Most of the challenges facing India’s health system can be attributed to under investment and the inefficient use of resources, as argued by Dr. Prabhat Jha of the Centre for Global Health Research, University of Toronto. Further, the promise of universal health coverage will remain unfulfilled unless health is prioritized, as noted by Dr. K. Srinath Reddy, President of the Public Health Foundation of India. In addition, an inadequate number of doctors and a poor network of public hospitals, coupled with bureaucratic bungling, means India often struggles to spend even its allocated budgets.
Asia's third-largest economy spends around 1 per cent of its gross domestic product (GDP) on public health, compared with 3 per cent in China and 8.3 per cent in the United States. (Indian states manage their health budgets separately.) As a result, the per capita spending rates are extremely low at US $ 109 (in Purchase Power Parity terms) as compared to the USA ($7,285) and Brazil ($837). The global figure is US$ 863 (WHO World Health Statistics 2010). As such, there is an urgent need to increase the budgetary allocation for health.
There is an urgent need to develop an effective healthcare delivery system, which addresses both communicable and non-communicable healthcare needs. For this, India needs to adopt an integrated national healthcare system built around a strong public-primary care system with a clearly articulated supportive role for the private and indigenous sectors. 

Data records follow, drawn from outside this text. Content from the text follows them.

//! Rebalancing of populations that contain classes known only in aggregate.

use serde::Serialize;

use crate::error::RebalancingError;
use crate::full::{FullRebalance, rebalance_sorted};
use crate::item::{RebalancedItem, sort_by_volume, sum_counts};

/// Result of [`adjust_sample_rates`].
#[derive(Clone, Debug, PartialEq, Serialize)]
#[serde(rename_all = "camelCase")]
pub struct RebalancedRates<T> {
    /// The explicitly listed classes with their new sample rate, smallest class first.
    pub classes: Vec<RebalancedItem<T>>,
    /// The sample rate shared by all classes that were not listed explicitly.
    pub implicit_rate: f64,
}

impl<T> RebalancedRates<T> {
    /// Returns the sample rate to apply to the class with the given identifier.
    ///
    /// Classes that were not listed explicitly are sampled at [`Self::implicit_rate`].
    pub fn sample_rate(&self, id: &T) -> f64
    where
        T: PartialEq,
    {
        self.classes
            .iter()
            .find(|item| &item.id == id)
            .map_or(self.implicit_rate, |item| item.new_sample_rate)
    }

    /// Returns the expected number of kept events, given the volume of the implicit classes.
    pub fn kept_volume(&self, total_implicit: f64) -> f64 {
        let explicit = self
            .classes
            .iter()
            .fold(0.0, |kept, item| kept + item.kept_count());

        explicit + total_implicit * self.implicit_rate
    }
}

/// Computes sample rates for the explicit classes and a shared rate for all other classes.
///
/// The population consists of `total_num_classes` classes with a combined volume of `total`
/// events, of which only `classes` are listed individually. Both default to the explicit classes,
/// in which case every class is rebalanced with
/// [`adjust_sample_rates_full`](crate::adjust_sample_rates_full).
///
/// The budget of `total * rate` kept events is split evenly per class between the explicit and
/// the implicit population. If one population cannot spend its share, it is sampled fully and the
/// other population receives the rest. The explicit classes are then flattened according to
/// `intensity`, and the implicit classes receive whatever budget the explicit ones left over.
///
/// # Errors
///
/// - [`RebalancingError::NoClasses`] if the population is empty.
/// - [`RebalancingError::NoImplicitVolume`] if implicit classes require a rate but have no volume.
/// - [`RebalancingError::InsufficientVolume`] if the explicit classes cannot spend their minimum
///   budget, which indicates that `total` is inconsistent with the class counts.
pub fn adjust_sample_rates<T>(
    classes: &[RebalancedItem<T>],
    rate: f64,
    total_num_classes: Option<usize>,
    total: Option<f64>,
    intensity: f64,
) -> Result<RebalancedRates<T>, RebalancingError>
where
    T: Ord + Clone,
{
    let sorted = sort_by_volume(classes);

    let total_explicit = sum_counts(classes);
    let total = total.unwrap_or(total_explicit);
    let total_num_classes = total_num_classes.unwrap_or(classes.len());

    if total_num_classes == 0 {
        return Err(RebalancingError::NoClasses);
    }

    let total_implicit = total - total_explicit;
    let num_explicit_classes = classes.len();
    let num_implicit_classes = total_num_classes as f64 - num_explicit_classes as f64;

    let total_budget = total * rate;
    let budget_per_class = total_budget / total_num_classes as f64;
    let implicit_budget = budget_per_class * num_implicit_classes;
    let explicit_budget = budget_per_class * num_explicit_classes as f64;

    relay_log::debug!(
        total,
        total_explicit,
        total_implicit,
        total_budget,
        num_explicit_classes,
        total_num_classes,
        "rebalancing sample rates"
    );

    if num_explicit_classes == total_num_classes {
        relay_log::debug!("all classes are explicit");
        let rebalance = rebalance_sorted(&sorted, rate, intensity, None)?;

        return Ok(RebalancedRates {
            classes: rebalance.classes,
            implicit_rate: rate,
        });
    }

    if total_implicit < implicit_budget {
        // The implicit classes are sampled fully, the explicit ones spend the rest.
        relay_log::debug!(implicit_budget, "implicit classes cannot spend their budget");
        let explicit_budget = total_budget - total_implicit;
        let rebalance =
            rebalance_explicit(&sorted, explicit_budget, total_explicit, intensity, None)?;

        return Ok(RebalancedRates {
            classes: rebalance.classes,
            implicit_rate: 1.0,
        });
    }

    if total_explicit < explicit_budget {
        relay_log::debug!(explicit_budget, "explicit classes cannot spend their budget");
        let classes = sorted
            .iter()
            .rev()
            .map(|item| item.with_sample_rate(1.0))
            .collect();

        let implicit_budget = total_budget - total_explicit;
        return Ok(RebalancedRates {
            classes,
            implicit_rate: implicit_rate(implicit_budget, total_implicit)?,
        });
    }

    // The explicit classes must spend at least what the implicit classes cannot absorb, but never
    // more than their own volume.
    let minimum_explicit_budget = (total_budget - total_implicit).min(total_explicit);
    let rebalance = rebalance_explicit(
        &sorted,
        explicit_budget,
        total_explicit,
        intensity,
        Some(minimum_explicit_budget),
    )?;

    let implicit_budget = total_budget - rebalance.used_budget;
    relay_log::debug!(
        used_budget = rebalance.used_budget,
        implicit_budget,
        "explicit classes rebalanced"
    );

    Ok(RebalancedRates {
        classes: rebalance.classes,
        implicit_rate: implicit_rate(implicit_budget, total_implicit)?,
    })
}

/// Rebalances the explicit classes so they spend `explicit_budget` events in total.
///
/// If the explicit classes have no volume, all of them are assigned a sample rate of `0.0`.
fn rebalance_explicit<T>(
    sorted: &[&RebalancedItem<T>],
    explicit_budget: f64,
    total_explicit: f64,
    intensity: f64,
    min_budget: Option<f64>,
) -> Result<FullRebalance<T>, RebalancingError>
where
    T: Clone,
{
    if total_explicit <= 0.0 {
        return Ok(FullRebalance {
            classes: sorted
                .iter()
                .rev()
                .map(|item| item.with_sample_rate(0.0))
                .collect(),
            used_budget: 0.0,
        });
    }

    let explicit_rate = explicit_budget / total_explicit;
    rebalance_sorted(sorted, explicit_rate, intensity, min_budget)
}

fn implicit_rate(implicit_budget: f64, total_implicit: f64) -> Result<f64, RebalancingError> {
    if total_implicit <= 0.0 {
        return Err(RebalancingError::NoImplicitVolume);
    }

    // Rounding may push the rate marginally outside of the unit interval.
    Ok((implicit_budget / total_implicit).clamp(0.0, 1.0))
}

#[cfg(test)]
mod tests {
    use similar_asserts::assert_eq;

    use crate::tests::assert_close;

    use super::*;

    fn items(counts: &[(&'static str, f64)]) -> Vec<RebalancedItem<&'static str>> {
        counts
            .iter()
            .map(|&(id, count)| RebalancedItem::new(id, count))
            .collect()
    }

    /// Asserts that the rebalanced rates keep as many events as the flat rate would.
    fn assert_conserved(
        rates: &RebalancedRates<&str>,
        classes: &[RebalancedItem<&str>],
        total: f64,
        rate: f64,
    ) {
        let total_implicit = total - sum_counts(classes);
        assert_close(rates.kept_volume(total_implicit), total * rate);
    }

    fn assert_bounded(rates: &RebalancedRates<&str>) {
        for item in &rates.classes {
            assert!((0.0..=1.0).contains(&item.new_sample_rate), "{item:?}");
        }
        assert!((0.0..=1.0).contains(&rates.implicit_rate));
    }

    #[test]
    fn test_single_class_at_full_rate() {
        relay_log::init_test!();

        let classes = items(&[("tb1", 1000.0)]);
        let rates = adjust_sample_rates(&classes, 1.0, Some(1), None, 1.0).unwrap();

        assert_eq!(rates.classes, vec![RebalancedItem {
            id: "tb1",
            count: 1000.0,
            new_sample_rate: 1.0,
        }]);
        assert_eq!(rates.implicit_rate, 1.0);
    }

    #[test]
    fn test_all_explicit() {
        let classes = items(&[("a", 100.0), ("b", 10.0)]);
        let rates = adjust_sample_rates(&classes, 0.5, Some(2), None, 1.0).unwrap();

        assert_close(rates.sample_rate(&"a"), 0.45);
        assert_close(rates.sample_rate(&"b"), 1.0);
        assert_eq!(rates.implicit_rate, 0.5);
        assert_conserved(&rates, &classes, 110.0, 0.5);
    }

    #[test]
    fn test_defaults_to_explicit_population() {
        let classes = items(&[("a", 100.0), ("b", 10.0)]);

        let defaulted = adjust_sample_rates(&classes, 0.5, None, None, 1.0).unwrap();
        let explicit = adjust_sample_rates(&classes, 0.5, Some(2), Some(110.0), 1.0).unwrap();

        assert_eq!(defaulted, explicit);
    }

    #[test]
    fn test_zero_intensity_is_noop() {
        let classes = items(&[("a", 1000.0), ("b", 300.0), ("c", 20.0), ("d", 5.0)]);
        let rates = adjust_sample_rates(&classes, 0.1, None, None, 0.0).unwrap();

        assert_eq!(rates.classes.len(), classes.len());
        for item in &classes {
            assert_close(rates.sample_rate(&item.id), 0.1);
        }
    }

    #[test]
    fn test_implicit_classes_saturate() {
        // Two implicit classes with 10 events cannot spend their budget of 40 events.
        let classes = items(&[("a", 100.0), ("b", 50.0)]);
        let rates = adjust_sample_rates(&classes, 0.5, Some(4), Some(160.0), 1.0).unwrap();

        assert_eq!(rates.implicit_rate, 1.0);
        assert_close(rates.sample_rate(&"a"), 0.35);
        assert_close(rates.sample_rate(&"b"), 0.7);
        assert_conserved(&rates, &classes, 160.0, 0.5);
        assert_bounded(&rates);
    }

    #[test]
    fn test_explicit_classes_saturate() {
        let classes = items(&[("a", 10.0), ("b", 5.0)]);
        let rates = adjust_sample_rates(&classes, 0.1, Some(4), Some(1015.0), 1.0).unwrap();

        assert_eq!(rates.sample_rate(&"a"), 1.0);
        assert_eq!(rates.sample_rate(&"b"), 1.0);
        assert_close(rates.implicit_rate, 0.0865);
        assert_conserved(&rates, &classes, 1015.0, 0.1);
        assert_bounded(&rates);
    }

    #[test]
    fn test_balanced_population() {
        let classes = items(&[("a", 100.0), ("b", 20.0)]);
        let rates = adjust_sample_rates(&classes, 0.5, Some(4), Some(200.0), 1.0).unwrap();

        assert_close(rates.sample_rate(&"a"), 0.25);
        assert_close(rates.sample_rate(&"b"), 1.0);
        assert_close(rates.implicit_rate, 0.6875);
        assert_conserved(&rates, &classes, 200.0, 0.5);
        assert_bounded(&rates);
    }

    #[test]
    fn test_balanced_population_at_full_rate() {
        // The implicit classes hold exactly their share, so the minimum explicit budget equals the
        // explicit volume up to rounding.
        let classes = items(&[("a", 95.69999999999999), ("b", 11.799999999999999)]);
        let rates =
            adjust_sample_rates(&classes, 1.0, Some(5), Some(268.74999999999994), 1.0).unwrap();

        assert_close(rates.sample_rate(&"a"), 1.0);
        assert_close(rates.sample_rate(&"b"), 1.0);
        assert_close(rates.implicit_rate, 1.0);
        assert_bounded(&rates);
    }

    #[test]
    fn test_unknown_class_uses_implicit_rate() {
        let classes = items(&[("a", 100.0), ("b", 20.0)]);
        let rates = adjust_sample_rates(&classes, 0.5, Some(4), Some(200.0), 1.0).unwrap();

        assert_close(rates.sample_rate(&"c"), 0.6875);
    }

    #[test]
    fn test_only_implicit_classes() {
        let classes = items(&[]);
        let rates = adjust_sample_rates(&classes, 0.1, Some(3), Some(300.0), 1.0).unwrap();

        assert!(rates.classes.is_empty());
        assert_close(rates.implicit_rate, 0.1);
    }

    #[test]
    fn test_no_classes() {
        let classes = items(&[]);
        let result = adjust_sample_rates(&classes, 0.5, None, None, 1.0);

        assert_eq!(result, Err(RebalancingError::NoClasses));
    }

    #[test]
    fn test_implicit_classes_without_volume() {
        let classes = items(&[("a", 10.0)]);
        let result = adjust_sample_rates(&classes, 0.0, Some(2), None, 1.0);

        assert_eq!(result, Err(RebalancingError::NoImplicitVolume));
    }

    #[test]
    fn test_conservation_at_full_intensity() {
        let classes = items(&[
            ("a", 5000.0),
            ("b", 1200.0),
            ("c", 800.0),
            ("d", 90.0),
            ("e", 3.0),
        ]);

        let scenarios = [
            // (total_num_classes, total, rate)
            (None, None, 0.2),
            (None, None, 0.01),
            (Some(10), Some(8000.0), 0.05),
            (Some(10), Some(7200.0), 0.3),
            (Some(6), Some(100_000.0), 0.2),
            (Some(50), Some(7100.0), 0.9),
        ];

        for (total_num_classes, total, rate) in scenarios {
            let rates =
                adjust_sample_rates(&classes, rate, total_num_classes, total, 1.0).unwrap();

            assert_eq!(rates.classes.len(), classes.len());
            assert_bounded(&rates);
            assert_conserved(&rates, &classes, total.unwrap_or(7093.0), rate);
        }
    }
}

The draft National Health Policy 2015, which provides a broad roadmap for health system reforms, calls for strengthening primary care services to provide comprehensive care for several health conditions including non-communicable diseases. Further, continuity of care would be ensured through linkages with secondary and tertiary care facilities. Both public and private sector providers would be engaged to deliver the service package, which would be paid for by the government-funded health insurance schemes, as noted by the draft NHP.
In addition, there is an urgent need to enhance the standard of medical education/training in India. Medical education and its subsequent impact on medical care has been adversely affected by Medical Council of India (MCI), which regulates medical education and licenses doctors, MCI’s emphasis on infrastructure in colleges and not quality of students. Niti Aayog’s (formerly Planning Commission) draft legislation wants to replace the current system with a common entrance exam as well as a common exit test to make sure doctors meet minimum standards prior to practice. It is important to end the vested interest medical colleges have in churning out substandard doctors.
Furthermore, for India to be healthy, we have to focus on the nutrition.